The point is, conventional wisdom is pretty much always wrong, and often spectacularly so. Invented media storylines too often dominate elections. The worst was probably the infamous “beer standard,” i.e. America always picking the candidate it most wants to have a beer with (Slate last time, in a headline it would probably like to forget, declared “There has never been a better candidate to have a beer with than Trump”).

Voters are not skittish, brainless creatures afraid of strong policy proposals. That more accurately describes the politicians and corporate donors who are invested in things staying as they are. Most actual people are living on the edge financially, are angry, and will take policy help from anywhere they can get it.

Polls today show Americans in large majorities now support expanded Social Security, drug re-importation, single-payer health care, free college, and they want Medicare to be able to negotiate lower drug prices. These positions would do well if any party threw its support behind them.

But conventional wisdom, once again, will likely insist heading into 2020 that something other than policy will matter, when it comes to picking candidates. CNN earlier this year, quoting pols and consultants, actually said that “in the era of Trump, where uniqueness is prized,” Democrats should search for “candidates with distinct backgrounds.”
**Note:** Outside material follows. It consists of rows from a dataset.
use crate::delims::{Delims, LanguageSpec};
use serde::{Deserialize, Serialize};

/// Codec configuration
#[derive(Debug, Clone, PartialEq, Eq, Serialize, Deserialize)]
#[serde(rename_all = "camelCase", default)]
pub struct CodecOptions {
    /// Page width written to the `@@pagewidth` header pragma
    pub page_width: usize,

    /// Tab width; negative values mean "tabs are converted to spaces" in the
    /// editor, the codec only records the value
    pub tab_width: i32,

    pub line_ending: LineEnding,

    /// Which ancestor scope wins when a section name is defined at several
    pub section_policy: SectionPolicy,

    /// Language used when neither the file nor the outline names one
    pub default_language: String,
}

impl Default for CodecOptions {
    fn default() -> Self {
        Self {
            page_width: 132,
            tab_width: -4,
            line_ending: LineEnding::Lf,
            section_policy: SectionPolicy::Nearest,
            default_language: "python".to_string(),
        }
    }
}

impl CodecOptions {
    pub fn from_json(json: &str) -> Result<Self, serde_json::Error> {
        serde_json::from_str(json)
    }

    /// The default language, falling back to python for unknown names
    pub fn default_language_spec(&self) -> LanguageSpec {
        LanguageSpec::lookup(&self.default_language)
            .or_else(|| LanguageSpec::lookup("python"))
            .unwrap_or_else(|| LanguageSpec::custom("python", Delims::default_line()))
    }
}

#[derive(Debug, Clone, Copy, PartialEq, Eq, Hash, Serialize, Deserialize)]
#[serde(rename_all = "lowercase")]
pub enum LineEnding {
    Lf,
    Crlf,
}

impl LineEnding {
    pub fn as_str(self) -> &'static str {
        match self {
            LineEnding::Lf => "\n",
            LineEnding::Crlf => "\r\n",
        }
    }
}

#[derive(Debug, Clone, Copy, PartialEq, Eq, Hash, Serialize, Deserialize)]
#[serde(rename_all = "lowercase")]
pub enum SectionPolicy {
    /// The scope closest to the referencing node wins
    Nearest,
    /// The scope closest to the file root wins
    Outermost,
}

/// Formatting state threaded through one write or read.
///
/// Pragmas update it as they are met; a node's children start from a copy
/// of the state in effect where they are expanded.
#[derive(Debug, Clone, PartialEq, Eq)]
pub struct FormattingState {
    pub language: LanguageSpec,
    pub tab_width: i32,
    pub page_width: usize,
    pub nocolor: bool,
    /// `@nocolor-node`: applies to the current node only
    pub nocolor_node: bool,
    pub killbeautify: bool,
}

impl FormattingState {
    pub fn new(language: LanguageSpec, options: &CodecOptions) -> Self {
        Self {
            language,
            tab_width: options.tab_width,
            page_width: options.page_width,
            nocolor: false,
            nocolor_node: false,
            killbeautify: false,
        }
    }

    /// State inherited by a child node
    pub fn for_child(&self) -> Self {
        Self {
            nocolor_node: false,
            ..self.clone()
        }
    }

    /// Apply a directive. Returns false if the directive does not affect
    /// formatting or its value does not parse.
    pub fn apply(&mut self, name: &str, value: &str) -> bool {
        let value = value.trim();
        match name {
            "language" => match LanguageSpec::lookup(value) {
                Some(language) => {
                    self.language = language;
                    true
                }
                None => false,
            },
            "tabwidth" => match value.parse() {
                Ok(width) if width != 0 => {
                    self.tab_width = width;
                    true
                }
                _ => false,
            },
            "pagewidth" => match value.parse() {
                Ok(width) if width > 0 => {
                    self.page_width = width;
                    true
                }
                _ => false,
            },
            "nocolor" | "killcolor" => {
                self.nocolor = true;
                true
            }
            "color" => {
                self.nocolor = false;
                true
            }
            "nocolor-node" => {
                self.nocolor_node = true;
                true
            }
            "killbeautify" => {
                self.killbeautify = true;
                true
            }
            "beautify" => {
                self.killbeautify = false;
                true
            }
            _ => false,
        }
    }

    /// Columns per tab stop
    pub fn tab_columns(&self) -> usize {
        (self.tab_width.unsigned_abs() as usize).max(1)
    }
}

#[cfg(test)]
mod tests {
    use super::*;

    #[test]
    fn test_default_options() {
        let options = CodecOptions::default();
        assert_eq!(options.page_width, 132);
        assert_eq!(options.tab_width, -4);
        assert_eq!(options.section_policy, SectionPolicy::Nearest);
        assert_eq!(options.default_language_spec().name(), "python");
    }

    #[test]
    fn test_parse_options() {
        let options = CodecOptions::from_json(
            r#"{ "tabWidth": 8, "lineEnding": "crlf", "sectionPolicy": "outermost" }"#,
        )
        .unwrap();
        assert_eq!(options.tab_width, 8);
        assert_eq!(options.line_ending, LineEnding::Crlf);
        assert_eq!(options.section_policy, SectionPolicy::Outermost);
        assert_eq!(options.page_width, 132);
    }

    #[test]
    fn test_apply_pragmas() {
        let options = CodecOptions::default();
        let mut state = FormattingState::new(options.default_language_spec(), &options);

        assert!(state.apply("language", " c"));
        assert_eq!(state.language.name(), "c");
        assert!(state.apply("tabwidth", " 8"));
        assert_eq!(state.tab_columns(), 8);
        assert!(!state.apply("tabwidth", " zero"));
        assert!(state.apply("nocolor-node", ""));
        assert!(!state.for_child().nocolor_node);
        assert!(!state.apply("path", " src"));
    }
}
I’d be very afraid of what Washington’s idea of a “candidate with a distinct background” looks like in the age of Trump.

Tuesday was a big night. There were some amazing results, including the historic Amendment 4 in Florida, re-enfranchising over a million felons.

But there were worrying signs as well. America is in a heated culture war. Something as dangerous as Trumpism isn’t going to be defeated by catch-phrases and political marketing tricks. The best bet is big ideas, and no matter what the talking heads on cable say, moving to the center — again — probably won’t cut it.